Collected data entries

:::::

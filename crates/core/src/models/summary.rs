use serde::{Deserialize, Serialize};

use super::catalog::AssetKind;

/// Per-asset aggregate, recomputed fresh on every valuation.
#[derive(Debug, Clone, PartialEq, Serialize, Deserialize)]
#[serde(rename_all = "camelCase")]
pub struct AssetSummary {
    /// Catalog symbol
    pub symbol: String,

    /// Display name from the catalog
    pub name: String,

    /// Classification from the catalog
    #[serde(rename = "type")]
    pub kind: AssetKind,

    /// Sum of purchased quantities
    pub total_quantity: f64,

    /// Current unit price in Toman (0 when the snapshot has no rate)
    pub current_price_toman: f64,

    /// total_quantity × current_price_toman
    pub current_value_toman: f64,

    /// Total paid to acquire the held quantity, in Toman, fees included
    pub cost_basis_toman: f64,

    /// current_value_toman − cost_basis_toman
    pub pnl_toman: f64,

    /// (pnl_toman / cost_basis_toman) × 100, or 0 when the cost basis is 0
    pub pnl_percent: f64,

    /// This asset's share of total portfolio value × 100, or 0 when the
    /// total value is 0
    pub allocation_percent: f64,
}

/// Aggregate result of a portfolio valuation — the sole output of the
/// engine. Created fresh on every computation; callers may discard or
/// cache it freely.
#[derive(Debug, Clone, Default, PartialEq, Serialize, Deserialize)]
#[serde(rename_all = "camelCase")]
pub struct PortfolioSummary {
    /// Total current value in Toman
    pub total_value_toman: f64,

    /// Total cost basis in Toman
    pub total_cost_basis_toman: f64,

    /// total_value_toman − total_cost_basis_toman
    pub total_pnl_toman: f64,

    /// (total_pnl_toman / total_cost_basis_toman) × 100, or 0 when the
    /// total cost basis is 0
    pub total_pnl_percent: f64,

    /// Per-asset breakdown, sorted descending by current value with a
    /// deterministic order for equal values
    pub assets: Vec<AssetSummary>,
}

impl PortfolioSummary {
    /// The asset with the highest profit/loss percent.
    ///
    /// Derived view for the overview screen; not stored in the summary.
    /// Returns `None` for an empty portfolio — callers must handle that
    /// case instead of assuming a default element. Ties keep the asset
    /// listed first.
    #[must_use]
    pub fn best_performer(&self) -> Option<&AssetSummary> {
        let mut best: Option<&AssetSummary> = None;
        for asset in &self.assets {
            match best {
                Some(current) if asset.pnl_percent <= current.pnl_percent => {}
                _ => best = Some(asset),
            }
        }
        best
    }

    /// The asset with the lowest profit/loss percent.
    ///
    /// Same contract as [`best_performer`](Self::best_performer): `None`
    /// when the portfolio is empty, first-listed asset wins ties.
    #[must_use]
    pub fn worst_performer(&self) -> Option<&AssetSummary> {
        let mut worst: Option<&AssetSummary> = None;
        for asset in &self.assets {
            match worst {
                Some(current) if asset.pnl_percent >= current.pnl_percent => {}
                _ => worst = Some(asset),
            }
        }
        worst
    }
}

:::::

→ Task goal
The number of lines in the entries holding the word "fresh" is what is needed. Supply that number only.

→ Answer
2